EL VERANEANTE SOLITARIO – Enrique Caballero Escovar

Enrique Caballero Escovar (Santa Fe de Bogotá, 1910-1994). Economista, abogado, diplomático, historiador, ganadero, dibujante, ensayista y escritor colombiano. Publicó los libros Historia económica de Colombia (1970), El Mesías de Handel (1970), De la inseminación artificial en política (1971), América, una equivocación (1978), Incienso y pólvora: comuneros y precursores (1980), Relatos de Tierra fría (1987) –volumen del que he tomado el cuento que aquí les presento-, De ayer y de hoy (1990) y Se vende un camino y otros cuentos de antaño (1993).



EL VERANEANTE SOLITARIO


Carátula del libro: Relatos de tierra fría (El Áncora Editores - 1987), del escritor colombiano Enrique Caballero Escobar
Los Cámbulos es un pequeño hotel muy lindo, situado cerca de Bucaramanga. Un río bullicioso de aguas claras forma lentos pozos bajo rocas enormes, pozos en donde bañarse equivale a reconstruir la vida tal como transcurrió antes de la hora de vergüenza y arrepentimiento del género humano. Lo administra un matrimonio alemán silencioso y discreto y consta de seis apartamentos, todos con vista sobre un paisaje de cerros adustos. El clima, como clima, no existe: es una difusa caricia.

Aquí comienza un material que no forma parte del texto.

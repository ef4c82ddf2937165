use async_trait::async_trait;
use serde_json::Value;

use crate::error::Error;

/// Key-value settings storage, read one key at a time.
///
/// `Ok(None)` means the key was never stored; failures of the storage facility
/// itself are reported as errors.
#[async_trait]
pub trait OptionStore: Send + Sync {
    async fn get_option(&self, name: &str) -> Result<Option<Value>, Error>;
}
// ================================================================
// File: feedhush-common/src/error.rs
// ================================================================

use thiserror::Error;

#[derive(Debug, Error)]
pub enum Error {
    #[error("Not found error: {0}")]
    NotFound(String),

    #[error("Storage error: {0}")]
    Storage(String),

    #[error("API error: {0}")]
    Api(String),

    #[error("Parse error: {0}")]
    Parse(String),

    #[error("Selector error: {0}")]
    Selector(String),

    #[error("Page error: {0}")]
    Page(String),

    #[error("Invalid URL: {0}")]
    InvalidUrl(#[from] url::ParseError),
}
// File: src/filter.rs
//
// Startup sequence: load settings, hide what is already on the page, then
// keep watching for new posts.

use std::sync::Arc;

use tokio::sync::mpsc;
use tokio::task::JoinHandle;
use tracing::{error, info};

use feedhush_common::error::Error;
use feedhush_common::traits::{FeedPage, OptionStore};

use crate::config::FilterConfig;
use crate::decision::DecisionEngine;
use crate::eventbus::{MutationWatcher, PageEventBus, RescanPolicy};
use crate::scanner::{ScanReport, Scanner};
use crate::settings::load_openai_filter_config;

pub struct FeedFilter {
    page: Arc<dyn FeedPage>,
    engine: Arc<DecisionEngine>,
    scanner: Arc<Scanner>,
    policy: RescanPolicy,
    reports: Option<mpsc::UnboundedSender<ScanReport>>,
}

/// A filter whose initial pass has finished and whose watcher is running.
pub struct RunningFilter {
    pub config: Arc<FilterConfig>,
    pub initial: ScanReport,
    pub watcher: JoinHandle<()>,
}

impl FeedFilter {
    pub fn new(page: Arc<dyn FeedPage>, engine: Arc<DecisionEngine>, scanner: Scanner) -> Self {
        Self {
            page,
            engine,
            scanner: Arc::new(scanner),
            policy: RescanPolicy::default(),
            reports: None,
        }
    }

    pub fn with_rescan_policy(mut self, policy: RescanPolicy) -> Self {
        self.policy = policy;
        self
    }

    /// Forward reports of watcher-triggered scans to `sink`.
    pub fn with_report_sink(mut self, sink: mpsc::UnboundedSender<ScanReport>) -> Self {
        self.reports = Some(sink);
        self
    }

    /// Load settings from `store` with an OpenAI-compatible client and start.
    ///
    /// A settings failure is fatal: it is logged and returned, and no watcher
    /// is started.
    pub async fn start(&self, store: &dyn OptionStore, bus: &PageEventBus) -> Result<RunningFilter, Error> {
        let config = match load_openai_filter_config(store).await {
            Ok(config) => Arc::new(config),
            Err(e) => {
                error!("Error initializing client: {}", e);
                return Err(e);
            }
        };
        Ok(self.start_with_config(config, bus).await)
    }

    /// Start with an already loaded configuration.
    pub async fn start_with_config(&self, config: Arc<FilterConfig>, bus: &PageEventBus) -> RunningFilter {
        // Subscribe first so mutations during the initial pass are queued.
        let events = bus.subscribe(None).await;

        let initial = self.scan(&config).await;
        info!(
            "Done hiding existing posts ({} examined, {} hidden)",
            initial.examined,
            initial.hidden.len()
        );

        let mut watcher = MutationWatcher::new(
            Arc::clone(&self.page),
            Arc::clone(&self.engine),
            Arc::clone(&self.scanner),
            Arc::clone(&config),
        )
        .with_policy(self.policy);
        if let Some(sink) = &self.reports {
            watcher = watcher.with_report_sink(sink.clone());
        }

        RunningFilter {
            config,
            initial,
            watcher: watcher.spawn(events, bus.shutdown_rx.clone()),
        }
    }

    /// A single pass over the page with `config`.
    pub async fn scan(&self, config: &Arc<FilterConfig>) -> ScanReport {
        self.scanner.scan(self.page.as_ref(), &self.engine, config).await
    }
}
//! tunnel-agent: per-user daemon brokering connections into private networks
//!
//! The agent keeps one WireGuard tunnel per organization alive on behalf of
//! short-lived command-line tools. Tools talk to it over a Unix socket using
//! a tiny line protocol and get back plain byte streams that the agent
//! relays through the right tunnel.
//!
//! # Architecture
//!
//! A single daemon per user owns the control socket. Each control
//! connection carries one command (`ping`, `kill`, `establish`, `connect`);
//! `connect` turns the connection itself into a relayed stream. Tunnels are
//! established once and shared by every later connection.
//!
//! # Modules
//!
//! - `config`: Configuration parsing and management
//! - `control`: Control socket server, protocol and connection broker
//! - `client`: Client API used by other tools
//! - `directory`: Organization lookup and peer registration
//! - `tunnel`: Keys, peer state, tunnel provider and registry
//! - `security`: File permissions and input validation
//! - `error`: Error types and handling

#![warn(missing_docs)]
#![warn(clippy::all)]

pub mod client;
pub mod config;
pub mod control;
pub mod directory;
pub mod error;
pub mod security;
pub mod tunnel;

// Re-export commonly used types
pub use client::{AgentClient, Dialer};
pub use error::{AgentError, Result};

/// Version information
pub const VERSION: &str = env!("CARGO_PKG_VERSION");

/// Application name
pub const APP_NAME: &str = env!("CARGO_PKG_NAME");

A Los Cámbulos ha llegado —una vez más— don César Terreros, rico ganadero de los Llanos. Don César suele refugiarse allí para encontrarse con su mujer, que misteriosamente llega siempre de Barranquilla. Parece que la violencia guerrillera de los Llanos, en donde ya una vez estuvo secuestrado el rico ganadero, le obliga a ocultarse siempre como un fugitivo, pues está amenazado de muerte. Su mujer ha vuelto a Barranquilla, de donde es oriunda, y ahora vive con sus padres. Es lo que dice el servicio del hotel, atando cabos, y a juzgar por lo que se le ha escapado a la señora.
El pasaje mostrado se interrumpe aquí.